ARS is planning to hire 50 new Behavioral Healthcare workers over the next two years. This presents a significant challenge.
One of our priorities is to be the best training organization in our region. Our goal is not just to hire the best behavioral healthcare workers we can find. Our goal is to develop the best behavioral healthcare workers available anywhere. Our goal is to not only be the regional standard in treatment. Our goal is to be the regional standard for training as well.
Wanda Cook serves as our Chief Operations Officer. She has also worked for over 35 years in the Arts training musicians. Over the years, she has trained the best concert pianists in the region.
I asked Wanda to serve as our COO for two reasons. 1) She is a master at creating efficient systems. 2) She is a master trainer. As a master trainer she has developed a training system that really works -- DRILL. DRILL is an acronym that stands for:
Do
Repeat
Integrate
Learn, and
Love
No one learns anything by reading a manual, hearing a lecture, or being told what to do. The first step in learning is to begin to Do the new practice you want to master. Reading the instructions is only a preliminary step to real learning. Learning begins when you begin to practice.
No one who begins a new practice masters it on their first try. Mastering requires repetition. You must Repeat the new practice numerous times. You must also be comfortable with making mistakes. Anything worth doing, is worth doing poorly, at first.
Learning requires repetition. ARS is a safe place to make mistakes. This is a safe place to fail. This is also a hopeful place where practice, repetition, really does make perfect. We see this in our staff every day.
DRILL. To master a new discipline you must DO. The next step is to Repeat what you Do.
Repetition creates deep grooves in your neural network. The Grand Canyon is the result of repitition. What began as small trickle of water running downhill eventually became the might Colorado River cutting a massive forage in the middle of the Arizona desert.

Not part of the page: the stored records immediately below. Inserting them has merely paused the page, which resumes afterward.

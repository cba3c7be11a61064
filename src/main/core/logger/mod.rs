mod sim_logger;

pub use sim_logger::{set_buffering_enabled, SimLogger};
//! The simulation driver: owns the hosts, runs their events in time order, and carries packets
//! between them.

use std::collections::{BTreeMap, HashMap};
use std::net::Ipv4Addr;

use crate::core::support::emulated_time::EmulatedTime;
use crate::core::support::simulation_time::SimulationTime;
use crate::core::work::event::Event;
use crate::host::host::{Host, HostId, HostParameters};
use crate::host::network::dispatch::PacketArrival;
use crate::network::packet::{PacketRc, PacketStatus};

#[derive(Debug)]
pub enum AddHostError {
    IdInUse(HostId),
    AddrInUse(Ipv4Addr),
}

impl std::fmt::Display for AddHostError {
    fn fmt(&self, f: &mut std::fmt::Formatter<'_>) -> std::fmt::Result {
        match self {
            Self::IdInUse(id) => write!(f, "A host with id {id} already exists"),
            Self::AddrInUse(ip) => write!(f, "A host with address {ip} already exists"),
        }
    }
}

impl std::error::Error for AddHostError {}

/// Counters for packets that crossed the network between hosts.
#[derive(Copy, Clone, Debug, Default, PartialEq, Eq)]
pub struct NetworkStats {
    pub packets_routed: u64,
    pub packets_dropped: u64,
}

/// A set of hosts connected by a network with a constant one-way latency.
///
/// Events run one at a time in global time order. Ties are broken by the lowest host id, so a run
/// is deterministic for a given configuration.
#[derive(Debug)]
pub struct Simulation {
    hosts: BTreeMap<HostId, Host>,
    addresses: HashMap<Ipv4Addr, HostId>,
    latency: SimulationTime,
    // the latest time the simulation has reached
    now: EmulatedTime,
    stats: NetworkStats,
}

impl Simulation {
    pub fn new(latency: SimulationTime) -> Self {
        Self {
            hosts: BTreeMap::new(),
            addresses: HashMap::new(),
            latency,
            now: EmulatedTime::SIMULATION_START,
            stats: NetworkStats::default(),
        }
    }

    pub fn add_host(&mut self, params: HostParameters) -> Result<HostId, AddHostError> {
        let id = params.id;

        if self.hosts.contains_key(&id) {
            return Err(AddHostError::IdInUse(id));
        }
        if self.addresses.contains_key(&params.ip_addr) {
            return Err(AddHostError::AddrInUse(params.ip_addr));
        }

        log::debug!(
            "Adding host '{}' (id {id}) with address {}",
            params.name,
            params.ip_addr
        );

        self.addresses.insert(params.ip_addr, id);
        self.hosts.insert(id, Host::new(params));

        Ok(id)
    }

    /// Shut down and remove a host. Its pending events are dropped, and packets sent to it later
    /// are dropped by the network.
    pub fn remove_host(&mut self, id: HostId) -> bool {
        let Some(mut host) = self.hosts.remove(&id) else {
            return false;
        };

        self.addresses.retain(|_, x| *x != id);
        host.shutdown_host();

        log::debug!("Removed host '{}' (id {id})", host.name());
        true
    }

    pub fn host(&self, id: HostId) -> Option<&Host> {
        self.hosts.get(&id)
    }

    pub fn host_mut(&mut self, id: HostId) -> Option<&mut Host> {
        self.hosts.get_mut(&id)
    }

    pub fn hosts(&self) -> impl Iterator<Item = &Host> {
        self.hosts.values()
    }

    pub fn latency(&self) -> SimulationTime {
        self.latency
    }

    pub fn current_time(&self) -> EmulatedTime {
        self.now
    }

    pub fn stats(&self) -> NetworkStats {
        self.stats
    }

    /// The time of the earliest pending event of any host.
    pub fn next_event_time(&self) -> Option<EmulatedTime> {
        self.hosts.values().filter_map(Host::next_event_time).min()
    }

    /// Run the earliest pending event of any host, then route the packets that the host sent.
    /// Returns the time of that event, or `None` if no host has a pending event.
    pub fn step(&mut self) -> Option<EmulatedTime> {
        // packets sent by the application outside of an event
        self.route_outbound();

        // the earliest event; `min_by_key` keeps the first (lowest id) host on a tie
        let (id, time) = self
            .hosts
            .iter()
            .filter_map(|(id, host)| Some((*id, host.next_event_time()?)))
            .min_by_key(|(_, time)| *time)?;

        let host = self.hosts.get_mut(&id)?;
        host.execute_next_event(time + SimulationTime::NANOSECOND);
        self.now = std::cmp::max(self.now, time);

        let packets = host.take_outbound_packets();
        for packet in packets {
            self.route(id, packet);
        }

        Some(time)
    }

    /// Run all events earlier than `end`.
    pub fn run_until(&mut self, end: EmulatedTime) {
        self.route_outbound();

        while self.next_event_time().is_some_and(|t| t < end) {
            self.step();
        }

        self.now = std::cmp::max(self.now, end);
    }

    fn route_outbound(&mut self) {
        let mut packets = Vec::new();
        for (id, host) in self.hosts.iter_mut() {
            packets.extend(host.take_outbound_packets().into_iter().map(|p| (*id, p)));
        }

        for (id, packet) in packets {
            self.route(id, packet);
        }
    }

    fn route(&mut self, src_id: HostId, packet: PacketRc) {
        let dst_ip = *packet.dst_address().ip();

        let Some(dst_id) = self.addresses.get(&dst_ip).copied() else {
            log::debug!(
                "Dropping packet {} -> {}: no host has the destination address",
                packet.src_address(),
                packet.dst_address(),
            );
            packet.add_status(PacketStatus::InetDropped);
            self.stats.packets_dropped += 1;
            return;
        };

        let (Some(src), Some(dst)) = (self.hosts.get(&src_id), self.hosts.get(&dst_id)) else {
            debug_panic!("Routing a packet between hosts that don't exist");
            return;
        };

        packet.add_status(PacketStatus::InetSent);
        self.stats.packets_routed += 1;

        // a host's clock lags behind the simulation's when the application sends outside of an
        // event, and no host may receive an event earlier than one it already ran
        let time = std::cmp::max(src.current_time(), self.now) + self.latency;
        let task = PacketArrival::new(packet).into_task();
        let event = Event::new(task, time, src.shared(), dst_id);
        dst.shared().push_event(event);
    }
}
use std::sync::Arc;

use atomic_refcell::AtomicRefCell;

use crate::host::host::Host;

/// A shared reference to a unit of work that runs on a [`Host`]. Cloning only clones the
/// reference; every clone runs the same closure.
#[derive(Clone)]
pub struct TaskRef {
    inner: Arc<AtomicRefCell<dyn FnMut(&mut Host) + Send + Sync>>,
}

impl TaskRef {
    pub fn new<T: 'static + FnMut(&mut Host) + Send + Sync>(f: T) -> Self {
        Self {
            inner: Arc::new(AtomicRefCell::new(f)),
        }
    }

    /// Create a task that only does something the first time it runs. Running it again is a
    /// no-op.
    pub fn new_once<T: 'static + FnOnce(&mut Host) + Send + Sync>(f: T) -> Self {
        let mut f = Some(f);
        Self::new(move |host| {
            if let Some(f) = f.take() {
                f(host)
            }
        })
    }

    /// Executes the task.
    ///
    /// Panics if the task is already running (a task that executes itself).
    pub fn execute(&self, host: &mut Host) {
        let mut inner = self.inner.borrow_mut();
        inner(host)
    }
}

impl PartialEq for TaskRef {
    /// Two `TaskRef`s are equal if they point to the same task object.
    fn eq(&self, other: &Self) -> bool {
        Arc::ptr_eq(&self.inner, &other.inner)
    }
}

impl Eq for TaskRef {}

impl std::fmt::Debug for TaskRef {
    fn fmt(&self, f: &mut std::fmt::Formatter<'_>) -> std::fmt::Result {
        f.debug_struct("TaskRef")
            .field("inner", &Arc::as_ptr(&self.inner))
            .finish()
    }
}

#[cfg(test)]
mod tests {
    use super::*;

    #[test]
    fn test_clone_eq() {
        let a = TaskRef::new(|_host| {});
        let b = TaskRef::new(|_host| {});

        assert_eq!(a, a.clone());
        assert_ne!(a, b);
    }
}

Once you begin to Do a thing, do it again. And again. And again. The best musicians in the world do not just love to perform, that love to practice. They have learned to find joy in the repitition of practicing scales on a piano, or a new rhythm on a drum kit, or in the mechanics of how to position the jaw and open one's throat, and push their breath from their diaphram to produce a clear, resonate tone singing.
Great musiscians love the process of music making. Likewise, great behavioral health workers love the process of healing. Drafting a DAP note can be a chore, or it can be a joy. The practice of listening to a patient unpack their trauma, and the practice of looking for the hope that is being kindled deep within their soul, and the practice of documenting what you are learning about this other human being is a process great counselors and great care coordinators and great recovery techs find joy in doing and in the opportunity to do again and again as they feel their mastery grow.

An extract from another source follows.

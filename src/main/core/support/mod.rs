pub mod emulated_time;
pub mod simulation_time;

To Integrate a new practice into your work means to understand where it fits in the system. “Why am I learning how to count medication?’ “Why am I learning how to draft a Communication Note?” “Why am I learning how to reinforce the schedule at our residential treatment program?”

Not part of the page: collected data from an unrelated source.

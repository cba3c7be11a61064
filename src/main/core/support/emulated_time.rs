/*!
Deals with instances of time in a simulation.
*/

use std::sync::atomic::{AtomicU64, Ordering};

use super::simulation_time::SimulationTime;

/// An instant in time (analogous to [`std::time::Instant`]) in the simulation. Simulations start at
/// 2000-01-01 so that applications see a plausible wall-clock time.
#[derive(Copy, Clone, Eq, PartialEq, Debug, PartialOrd, Ord, Hash)]
pub struct EmulatedTime(u64);

pub const SIMULATION_START_SEC: u64 = 946684800u64;

pub(super) const EMUTIME_MAX: u64 = u64::MAX - 1;
pub(super) const EMUTIME_SIMULATION_START: u64 = SIMULATION_START_SEC * 1_000_000_000u64;

impl EmulatedTime {
    /// The start time of the simulation: 00:00:00 UTC on 1 January 2000.
    pub const SIMULATION_START: Self = Self(EMUTIME_SIMULATION_START);
    pub const UNIX_EPOCH: Self = Self(0);

    pub const MAX: Self = Self(EMUTIME_MAX);
    pub const MIN: Self = Self(0);

    /// Get the instant corresponding to `val` time units since the simulation start.
    pub fn from_abs_simtime(val: SimulationTime) -> Self {
        Self::SIMULATION_START + val
    }

    /// Convert to the duration since the simulation start.
    pub fn to_abs_simtime(self) -> SimulationTime {
        self.duration_since(&Self::SIMULATION_START)
    }

    /// Returns the duration since `earlier`, or panics if `earlier` is after `self`.
    pub fn duration_since(&self, earlier: &EmulatedTime) -> SimulationTime {
        self.checked_duration_since(earlier).unwrap()
    }

    /// Returns the duration since `earlier`, or `None` if `earlier` is after `self`.
    pub fn checked_duration_since(&self, earlier: &EmulatedTime) -> Option<SimulationTime> {
        SimulationTime::try_from_nanos(self.0.checked_sub(earlier.0)?)
    }

    /// Returns the duration since `earlier`, or 0 if `earlier` is after `self`.
    pub fn saturating_duration_since(&self, earlier: &EmulatedTime) -> SimulationTime {
        self.checked_duration_since(earlier)
            .unwrap_or(SimulationTime::ZERO)
    }

    pub fn checked_add(&self, duration: SimulationTime) -> Option<EmulatedTime> {
        let sum = self.0.checked_add(u64::try_from(duration.as_nanos()).ok()?)?;
        (sum <= EMUTIME_MAX).then_some(Self(sum))
    }

    pub fn checked_sub(&self, duration: SimulationTime) -> Option<EmulatedTime> {
        Some(Self(self.0.checked_sub(u64::try_from(duration.as_nanos()).ok()?)?))
    }

    pub fn saturating_add(&self, duration: SimulationTime) -> EmulatedTime {
        self.checked_add(duration).unwrap_or(EmulatedTime::MAX)
    }

    pub fn saturating_sub(&self, duration: SimulationTime) -> EmulatedTime {
        self.checked_sub(duration)
            .unwrap_or(EmulatedTime::SIMULATION_START)
    }
}

impl std::ops::Add<SimulationTime> for EmulatedTime {
    type Output = EmulatedTime;

    fn add(self, other: SimulationTime) -> Self {
        self.checked_add(other).unwrap()
    }
}

impl std::ops::AddAssign<SimulationTime> for EmulatedTime {
    fn add_assign(&mut self, rhs: SimulationTime) {
        *self = *self + rhs;
    }
}

impl std::ops::Sub<SimulationTime> for EmulatedTime {
    type Output = EmulatedTime;

    fn sub(self, other: SimulationTime) -> Self {
        self.checked_sub(other).unwrap()
    }
}

impl std::ops::Sub<EmulatedTime> for EmulatedTime {
    type Output = SimulationTime;

    fn sub(self, other: EmulatedTime) -> Self::Output {
        self.duration_since(&other)
    }
}

impl tcp::util::time::Instant for EmulatedTime {
    type Duration = SimulationTime;

    #[inline]
    fn saturating_duration_since(&self, earlier: Self) -> Self::Duration {
        self.saturating_duration_since(&earlier)
    }

    #[inline]
    fn checked_add(&self, duration: Self::Duration) -> Option<Self> {
        self.checked_add(duration)
    }
}

/// An [`EmulatedTime`] that can be shared between threads.
#[derive(Debug)]
pub struct AtomicEmulatedTime(AtomicU64);

impl AtomicEmulatedTime {
    pub fn new(t: EmulatedTime) -> Self {
        Self(AtomicU64::new(t.0))
    }

    pub fn load(&self, order: Ordering) -> EmulatedTime {
        EmulatedTime(self.0.load(order))
    }

    pub fn store(&self, val: EmulatedTime, order: Ordering) {
        self.0.store(val.0, order)
    }
}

There is an answer to each of these questions and many more questions as well. Learning is not completed after you practice in new operation. Learning happens after you have created a mental map that allows you to see the reason, the purpose, the importance of doing a thing well.
Learn, then, is the fourth step in the training process. It is not the first step. Only after you Do, Repeat, and Integrate the new practice into your understanding of your specific role, and how your role fits into the larger system will have your truly Learned a new task or skill.
In the DRILL system, as important as Do, Repeat, Integrate, and Learn are, the final step is the most important step of all.
Do you Love yourself doing the work? Do you come to work excited to start the day? When you are at work do you feel competent? Do you feel successful? Do you feel important – that if you were not here doing what you love, it would all fall apart?
ARS Training is complete when you come to work and find yourself loving yourself doing the work that that you do every day.